[Start of Attachment]

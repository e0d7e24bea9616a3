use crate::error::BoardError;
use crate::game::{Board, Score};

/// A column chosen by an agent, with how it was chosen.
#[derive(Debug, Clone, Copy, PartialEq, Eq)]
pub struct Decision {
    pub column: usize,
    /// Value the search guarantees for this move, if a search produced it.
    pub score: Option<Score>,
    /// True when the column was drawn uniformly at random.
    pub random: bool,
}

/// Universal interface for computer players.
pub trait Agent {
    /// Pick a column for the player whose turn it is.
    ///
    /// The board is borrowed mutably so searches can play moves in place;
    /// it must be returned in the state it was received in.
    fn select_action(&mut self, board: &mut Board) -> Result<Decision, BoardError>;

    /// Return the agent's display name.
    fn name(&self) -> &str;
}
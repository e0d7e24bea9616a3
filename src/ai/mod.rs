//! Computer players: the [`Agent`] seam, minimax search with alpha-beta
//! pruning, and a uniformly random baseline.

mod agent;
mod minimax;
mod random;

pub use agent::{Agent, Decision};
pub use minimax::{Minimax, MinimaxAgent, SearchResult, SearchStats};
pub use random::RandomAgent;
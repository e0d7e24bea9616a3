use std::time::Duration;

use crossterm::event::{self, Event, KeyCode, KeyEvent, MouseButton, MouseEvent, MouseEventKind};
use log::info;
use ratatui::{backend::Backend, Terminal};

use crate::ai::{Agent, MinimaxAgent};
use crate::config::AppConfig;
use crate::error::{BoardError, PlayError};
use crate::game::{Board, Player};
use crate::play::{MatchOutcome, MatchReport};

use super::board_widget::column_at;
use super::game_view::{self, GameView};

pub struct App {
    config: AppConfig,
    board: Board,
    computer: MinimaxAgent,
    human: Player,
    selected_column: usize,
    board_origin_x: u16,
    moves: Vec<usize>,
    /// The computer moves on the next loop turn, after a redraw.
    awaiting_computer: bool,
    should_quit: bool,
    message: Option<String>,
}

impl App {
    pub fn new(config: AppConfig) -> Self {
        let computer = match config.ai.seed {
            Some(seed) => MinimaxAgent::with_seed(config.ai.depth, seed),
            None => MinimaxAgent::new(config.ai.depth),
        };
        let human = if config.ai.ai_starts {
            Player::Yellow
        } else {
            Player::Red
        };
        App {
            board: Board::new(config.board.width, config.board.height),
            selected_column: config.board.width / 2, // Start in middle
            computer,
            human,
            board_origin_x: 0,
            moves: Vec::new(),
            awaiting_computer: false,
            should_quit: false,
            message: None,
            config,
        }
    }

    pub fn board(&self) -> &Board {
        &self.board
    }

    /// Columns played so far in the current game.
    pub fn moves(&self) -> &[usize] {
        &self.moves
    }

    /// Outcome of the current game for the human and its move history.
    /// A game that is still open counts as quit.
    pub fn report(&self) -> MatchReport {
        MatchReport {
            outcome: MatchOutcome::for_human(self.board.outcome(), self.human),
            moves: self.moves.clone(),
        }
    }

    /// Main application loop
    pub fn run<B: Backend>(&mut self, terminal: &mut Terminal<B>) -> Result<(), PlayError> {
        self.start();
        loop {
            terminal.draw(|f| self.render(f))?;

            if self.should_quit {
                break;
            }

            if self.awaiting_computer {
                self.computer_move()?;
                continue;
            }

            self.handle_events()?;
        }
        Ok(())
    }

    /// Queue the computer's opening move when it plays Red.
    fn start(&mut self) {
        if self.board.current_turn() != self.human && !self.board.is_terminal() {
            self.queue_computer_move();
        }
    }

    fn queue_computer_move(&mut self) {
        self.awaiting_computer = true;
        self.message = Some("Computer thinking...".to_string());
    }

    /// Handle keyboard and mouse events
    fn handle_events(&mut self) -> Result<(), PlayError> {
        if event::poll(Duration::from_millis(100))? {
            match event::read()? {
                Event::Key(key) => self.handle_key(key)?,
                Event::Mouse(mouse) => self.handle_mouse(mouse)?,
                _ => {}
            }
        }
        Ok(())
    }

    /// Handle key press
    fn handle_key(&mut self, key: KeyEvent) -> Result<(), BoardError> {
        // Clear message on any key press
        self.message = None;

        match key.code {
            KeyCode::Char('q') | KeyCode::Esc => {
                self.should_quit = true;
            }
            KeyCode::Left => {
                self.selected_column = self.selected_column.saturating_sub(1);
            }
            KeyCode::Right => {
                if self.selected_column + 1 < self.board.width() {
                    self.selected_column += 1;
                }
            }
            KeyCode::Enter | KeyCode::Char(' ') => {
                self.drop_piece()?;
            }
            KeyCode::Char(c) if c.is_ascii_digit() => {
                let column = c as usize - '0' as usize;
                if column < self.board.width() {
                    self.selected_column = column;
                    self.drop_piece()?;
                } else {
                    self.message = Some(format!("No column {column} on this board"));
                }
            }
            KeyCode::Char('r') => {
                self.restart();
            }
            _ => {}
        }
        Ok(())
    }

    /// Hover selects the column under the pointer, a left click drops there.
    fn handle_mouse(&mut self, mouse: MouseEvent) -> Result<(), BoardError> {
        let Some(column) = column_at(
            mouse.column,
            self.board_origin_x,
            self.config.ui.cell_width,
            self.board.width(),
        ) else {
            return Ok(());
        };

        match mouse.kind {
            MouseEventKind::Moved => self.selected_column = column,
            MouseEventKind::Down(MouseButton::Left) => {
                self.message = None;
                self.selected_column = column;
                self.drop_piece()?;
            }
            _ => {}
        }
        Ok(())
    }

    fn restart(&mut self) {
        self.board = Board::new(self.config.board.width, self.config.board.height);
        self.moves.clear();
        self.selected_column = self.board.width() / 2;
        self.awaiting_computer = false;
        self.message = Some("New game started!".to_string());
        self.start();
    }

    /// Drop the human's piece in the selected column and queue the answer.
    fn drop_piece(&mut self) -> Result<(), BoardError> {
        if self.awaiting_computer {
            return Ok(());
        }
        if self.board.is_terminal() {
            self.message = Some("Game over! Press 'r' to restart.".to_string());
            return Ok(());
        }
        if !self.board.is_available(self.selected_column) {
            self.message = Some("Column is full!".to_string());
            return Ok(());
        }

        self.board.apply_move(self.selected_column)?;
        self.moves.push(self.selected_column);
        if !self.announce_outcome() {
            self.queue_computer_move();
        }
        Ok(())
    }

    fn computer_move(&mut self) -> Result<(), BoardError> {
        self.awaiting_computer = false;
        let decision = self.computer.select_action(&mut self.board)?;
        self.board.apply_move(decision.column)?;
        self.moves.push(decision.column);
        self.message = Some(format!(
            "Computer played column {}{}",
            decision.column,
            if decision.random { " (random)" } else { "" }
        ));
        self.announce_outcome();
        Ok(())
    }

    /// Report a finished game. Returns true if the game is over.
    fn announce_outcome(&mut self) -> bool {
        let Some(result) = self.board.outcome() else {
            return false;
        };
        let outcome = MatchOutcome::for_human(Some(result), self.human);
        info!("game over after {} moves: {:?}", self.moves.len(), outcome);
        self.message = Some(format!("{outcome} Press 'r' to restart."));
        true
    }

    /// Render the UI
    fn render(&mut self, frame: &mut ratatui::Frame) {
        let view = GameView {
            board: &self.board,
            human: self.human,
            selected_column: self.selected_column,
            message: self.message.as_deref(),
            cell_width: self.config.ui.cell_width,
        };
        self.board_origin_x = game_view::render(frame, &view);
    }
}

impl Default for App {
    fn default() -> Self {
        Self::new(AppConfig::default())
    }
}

[End of Attachment]

Take each line in the listing that has the word "format" and copy it.

• _Exercise response_
                    self.message = Some(format!("No column {column} on this board"));
        self.message = Some(format!(
        self.message = Some(format!("{outcome} Press 'r' to restart."));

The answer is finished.